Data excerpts
========================================

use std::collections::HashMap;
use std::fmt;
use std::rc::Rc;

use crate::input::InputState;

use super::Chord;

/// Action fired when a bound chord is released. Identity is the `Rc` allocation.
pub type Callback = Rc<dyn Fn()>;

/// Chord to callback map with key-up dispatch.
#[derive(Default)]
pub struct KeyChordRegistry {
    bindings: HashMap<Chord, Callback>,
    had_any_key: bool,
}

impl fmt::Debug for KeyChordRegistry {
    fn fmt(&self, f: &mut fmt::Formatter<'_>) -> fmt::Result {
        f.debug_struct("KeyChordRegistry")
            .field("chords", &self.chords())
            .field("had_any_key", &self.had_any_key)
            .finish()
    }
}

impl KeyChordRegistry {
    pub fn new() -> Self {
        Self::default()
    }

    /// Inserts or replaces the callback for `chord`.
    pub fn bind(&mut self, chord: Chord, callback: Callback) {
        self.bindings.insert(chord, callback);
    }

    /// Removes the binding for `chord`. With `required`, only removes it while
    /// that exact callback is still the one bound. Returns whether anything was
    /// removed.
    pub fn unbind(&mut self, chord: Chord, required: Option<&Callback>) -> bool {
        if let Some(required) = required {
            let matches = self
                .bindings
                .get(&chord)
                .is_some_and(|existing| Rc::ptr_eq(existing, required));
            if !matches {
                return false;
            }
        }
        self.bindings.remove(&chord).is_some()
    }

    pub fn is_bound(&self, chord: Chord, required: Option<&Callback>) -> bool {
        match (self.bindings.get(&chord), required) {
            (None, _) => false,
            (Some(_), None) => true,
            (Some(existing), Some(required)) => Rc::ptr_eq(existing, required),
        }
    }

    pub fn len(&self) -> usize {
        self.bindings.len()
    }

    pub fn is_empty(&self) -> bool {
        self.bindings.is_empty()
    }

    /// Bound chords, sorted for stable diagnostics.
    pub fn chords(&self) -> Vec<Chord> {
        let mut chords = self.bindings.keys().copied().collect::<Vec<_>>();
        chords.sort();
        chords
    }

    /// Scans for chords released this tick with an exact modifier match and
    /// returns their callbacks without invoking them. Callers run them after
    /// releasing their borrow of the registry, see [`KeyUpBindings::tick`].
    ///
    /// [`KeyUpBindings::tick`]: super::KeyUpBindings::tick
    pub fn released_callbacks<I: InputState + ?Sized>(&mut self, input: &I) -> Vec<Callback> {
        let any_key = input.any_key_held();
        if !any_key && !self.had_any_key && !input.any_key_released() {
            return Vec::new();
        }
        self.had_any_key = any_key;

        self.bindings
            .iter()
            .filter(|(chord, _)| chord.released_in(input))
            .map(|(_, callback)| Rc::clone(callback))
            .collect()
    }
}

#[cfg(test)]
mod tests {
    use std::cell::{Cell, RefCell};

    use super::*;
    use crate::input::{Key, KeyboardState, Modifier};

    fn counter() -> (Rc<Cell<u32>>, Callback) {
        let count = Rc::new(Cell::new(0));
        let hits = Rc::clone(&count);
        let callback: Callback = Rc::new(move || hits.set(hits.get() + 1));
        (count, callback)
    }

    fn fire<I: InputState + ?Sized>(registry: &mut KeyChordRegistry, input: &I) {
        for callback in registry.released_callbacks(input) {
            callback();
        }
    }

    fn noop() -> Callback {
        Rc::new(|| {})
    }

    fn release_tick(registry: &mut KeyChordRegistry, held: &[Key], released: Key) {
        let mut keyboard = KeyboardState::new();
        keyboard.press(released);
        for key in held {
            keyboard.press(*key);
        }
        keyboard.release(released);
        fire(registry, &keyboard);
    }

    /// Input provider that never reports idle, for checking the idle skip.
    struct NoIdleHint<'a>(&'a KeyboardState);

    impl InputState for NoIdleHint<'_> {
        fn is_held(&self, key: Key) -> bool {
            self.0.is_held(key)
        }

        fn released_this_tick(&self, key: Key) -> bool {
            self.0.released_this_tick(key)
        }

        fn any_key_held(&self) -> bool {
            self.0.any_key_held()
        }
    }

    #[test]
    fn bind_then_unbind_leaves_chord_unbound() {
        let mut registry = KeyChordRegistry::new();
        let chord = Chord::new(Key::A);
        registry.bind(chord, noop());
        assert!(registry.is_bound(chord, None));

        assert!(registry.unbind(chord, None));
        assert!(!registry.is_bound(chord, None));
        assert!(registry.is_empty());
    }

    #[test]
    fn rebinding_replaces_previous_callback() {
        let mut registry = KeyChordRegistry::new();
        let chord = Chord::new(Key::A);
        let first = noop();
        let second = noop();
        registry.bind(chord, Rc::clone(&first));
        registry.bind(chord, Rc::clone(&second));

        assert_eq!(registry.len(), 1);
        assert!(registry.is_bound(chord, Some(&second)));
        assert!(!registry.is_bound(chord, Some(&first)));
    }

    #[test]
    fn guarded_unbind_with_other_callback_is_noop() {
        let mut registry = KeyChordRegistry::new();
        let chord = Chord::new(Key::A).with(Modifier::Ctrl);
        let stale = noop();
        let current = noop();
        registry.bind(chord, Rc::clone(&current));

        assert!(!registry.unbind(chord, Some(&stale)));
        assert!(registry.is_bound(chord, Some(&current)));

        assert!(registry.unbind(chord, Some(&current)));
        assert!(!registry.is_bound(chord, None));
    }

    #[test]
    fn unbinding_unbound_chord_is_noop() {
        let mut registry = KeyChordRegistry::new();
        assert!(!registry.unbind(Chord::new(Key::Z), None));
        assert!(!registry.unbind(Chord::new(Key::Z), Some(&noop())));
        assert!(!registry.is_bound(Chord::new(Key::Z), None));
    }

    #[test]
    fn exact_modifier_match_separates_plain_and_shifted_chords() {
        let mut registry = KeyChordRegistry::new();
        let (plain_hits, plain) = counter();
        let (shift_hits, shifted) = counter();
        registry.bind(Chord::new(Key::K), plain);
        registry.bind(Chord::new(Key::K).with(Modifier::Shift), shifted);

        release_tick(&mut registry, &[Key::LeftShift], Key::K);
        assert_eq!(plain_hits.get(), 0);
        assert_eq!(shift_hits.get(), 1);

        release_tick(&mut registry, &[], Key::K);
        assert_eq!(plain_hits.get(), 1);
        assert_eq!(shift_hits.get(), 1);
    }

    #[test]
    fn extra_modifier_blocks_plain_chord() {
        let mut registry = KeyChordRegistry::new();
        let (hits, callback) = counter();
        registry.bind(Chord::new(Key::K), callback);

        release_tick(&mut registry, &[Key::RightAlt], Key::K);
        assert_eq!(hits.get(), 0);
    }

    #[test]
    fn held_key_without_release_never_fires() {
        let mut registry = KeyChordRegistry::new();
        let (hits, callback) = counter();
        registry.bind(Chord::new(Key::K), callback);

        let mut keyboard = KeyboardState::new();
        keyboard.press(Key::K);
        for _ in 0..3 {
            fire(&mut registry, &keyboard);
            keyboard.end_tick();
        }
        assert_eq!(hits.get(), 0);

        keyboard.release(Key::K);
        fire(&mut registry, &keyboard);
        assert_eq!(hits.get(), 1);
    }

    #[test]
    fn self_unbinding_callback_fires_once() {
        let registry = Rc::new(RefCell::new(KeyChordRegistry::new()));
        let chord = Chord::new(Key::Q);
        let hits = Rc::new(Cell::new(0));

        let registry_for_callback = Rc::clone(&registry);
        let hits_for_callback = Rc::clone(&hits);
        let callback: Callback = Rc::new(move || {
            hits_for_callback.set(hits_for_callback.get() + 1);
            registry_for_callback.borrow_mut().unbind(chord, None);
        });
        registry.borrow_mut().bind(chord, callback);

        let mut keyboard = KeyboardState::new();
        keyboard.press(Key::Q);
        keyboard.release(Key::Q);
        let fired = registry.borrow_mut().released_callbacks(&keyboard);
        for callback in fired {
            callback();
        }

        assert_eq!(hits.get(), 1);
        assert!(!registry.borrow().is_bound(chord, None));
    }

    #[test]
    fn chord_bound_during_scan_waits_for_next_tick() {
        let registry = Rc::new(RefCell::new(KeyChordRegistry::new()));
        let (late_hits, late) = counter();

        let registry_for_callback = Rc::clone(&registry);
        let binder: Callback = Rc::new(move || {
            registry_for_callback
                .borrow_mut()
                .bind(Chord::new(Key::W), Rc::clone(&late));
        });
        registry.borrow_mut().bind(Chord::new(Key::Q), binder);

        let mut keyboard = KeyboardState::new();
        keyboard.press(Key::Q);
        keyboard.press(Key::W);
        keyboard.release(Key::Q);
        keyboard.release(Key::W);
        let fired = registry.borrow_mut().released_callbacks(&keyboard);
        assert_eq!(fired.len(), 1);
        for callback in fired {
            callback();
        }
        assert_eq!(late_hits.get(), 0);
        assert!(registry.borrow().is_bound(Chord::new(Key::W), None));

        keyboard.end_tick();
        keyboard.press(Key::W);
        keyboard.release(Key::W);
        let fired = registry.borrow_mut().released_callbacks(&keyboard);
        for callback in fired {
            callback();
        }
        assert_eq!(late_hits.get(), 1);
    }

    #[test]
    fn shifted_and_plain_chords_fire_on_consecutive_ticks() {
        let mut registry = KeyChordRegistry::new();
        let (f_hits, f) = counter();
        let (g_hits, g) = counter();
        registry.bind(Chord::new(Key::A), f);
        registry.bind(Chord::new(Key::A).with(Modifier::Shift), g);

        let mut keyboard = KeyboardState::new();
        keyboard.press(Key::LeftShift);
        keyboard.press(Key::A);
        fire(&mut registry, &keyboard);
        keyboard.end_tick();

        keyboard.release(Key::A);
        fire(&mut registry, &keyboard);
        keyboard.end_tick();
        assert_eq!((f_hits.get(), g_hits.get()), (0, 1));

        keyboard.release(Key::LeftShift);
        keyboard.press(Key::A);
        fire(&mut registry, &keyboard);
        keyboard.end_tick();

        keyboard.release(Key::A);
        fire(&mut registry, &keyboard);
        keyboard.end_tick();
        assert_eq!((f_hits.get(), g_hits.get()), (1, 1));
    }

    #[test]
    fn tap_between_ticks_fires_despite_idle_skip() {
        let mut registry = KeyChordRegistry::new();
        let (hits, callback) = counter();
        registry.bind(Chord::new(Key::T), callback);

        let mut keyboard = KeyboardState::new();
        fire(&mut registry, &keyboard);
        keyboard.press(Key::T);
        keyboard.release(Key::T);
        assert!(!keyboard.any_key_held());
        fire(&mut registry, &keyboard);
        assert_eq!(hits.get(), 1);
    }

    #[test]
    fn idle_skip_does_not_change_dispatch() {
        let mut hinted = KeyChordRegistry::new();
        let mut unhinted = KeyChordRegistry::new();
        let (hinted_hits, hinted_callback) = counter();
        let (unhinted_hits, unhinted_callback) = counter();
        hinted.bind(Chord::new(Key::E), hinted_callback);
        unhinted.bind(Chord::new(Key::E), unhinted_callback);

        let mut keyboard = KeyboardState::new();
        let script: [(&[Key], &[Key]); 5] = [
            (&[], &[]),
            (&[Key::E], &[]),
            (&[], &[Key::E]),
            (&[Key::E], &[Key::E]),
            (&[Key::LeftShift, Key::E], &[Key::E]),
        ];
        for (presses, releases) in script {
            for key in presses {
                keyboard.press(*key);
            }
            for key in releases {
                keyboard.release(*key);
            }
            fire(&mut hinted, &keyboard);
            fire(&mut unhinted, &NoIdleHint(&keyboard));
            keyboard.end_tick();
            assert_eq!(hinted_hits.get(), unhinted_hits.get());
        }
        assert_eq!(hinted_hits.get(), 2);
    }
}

========================================

Assignment:
Show every line from the entries that includes the word "HashMap".

Exercise solution:
use std::collections::HashMap;
    bindings: HashMap<Chord, Callback>,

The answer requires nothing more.